QUESTION 1 (2-27) A house wall may be approximated as two 1.2 cm layers of fiber insulating board, an 8.0 cm layer of loosely packed asbestos, and a 10 cm layer of common brick. Assuming convection heat transfer coefficient of 12 W/m2 .°C on both sides of the wall, calculate the overall heat transfer coefficient for this arrangement.

QUESTION 2 (2-31) A 5-cm diameter steel pipe is covered with a 1-cm layer of insulating material having k= 0.22 W/m.°C followed by a 3- cm thick layer of another insulating material having k=0.06 W/m.°C. The entire assembly is exposed to a convection around surrounding condition of h= 60 W/m2.°C and T =15°C. The outside surface temperature of the steel pipe is 400 °C. Calculate the heat lost by the pipe-insulation assembly for a pipe length of 20 m.

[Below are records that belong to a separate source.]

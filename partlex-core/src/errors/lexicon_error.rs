//! Lexicon load/validation errors. All of these are fatal at startup:
//! the engine refuses to initialize with an inconsistent lexicon.

use super::error_code::{self, PartlexErrorCode};

/// Errors raised while building the lexicon store.
#[derive(Debug, thiserror::Error)]
pub enum LexiconError {
    #[error("Duplicate source term {term:?} in axis {axis}")]
    DuplicateTerm { axis: &'static str, term: String },

    #[error("Empty source term in axis {axis}")]
    EmptyTerm { axis: &'static str },

    #[error("Model term {term:?} references unknown brand {brand:?}")]
    UnknownBrand { term: String, brand: String },

    #[error("Failed to compile matcher for axis {axis}: {message}")]
    MatcherBuild { axis: &'static str, message: String },
}

impl PartlexErrorCode for LexiconError {
    fn error_code(&self) -> &'static str {
        error_code::LEXICON_ERROR
    }
}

Express in Watts.

QUESTION 3 (2-62) A wall consists of a 1-mm layer of copper, a 4-mm layer of 1% carbon steel, a 1-cm layer of asbestos sheet, and 10-cm of fiberglass blanket. Calculate a heat-transfer coefficient for this arrangement. If the two outside surfaces are at 10 and 150 °C, calculate each of the interface temperatures.

QUESTION 4 (2-34) A plane wall 6.0 cm thick generates heat internally at the rate of 0.3 MW/m3 . One side of the wall is insulated, and the other side is exposed to an environment at 93 °C. The heat- transfer coefficient between the wall and the environment is 570 W/m2 . °C. The thermal conductivity of the wall is 21 W/m. °C. calculate the maximum temperature in the wall.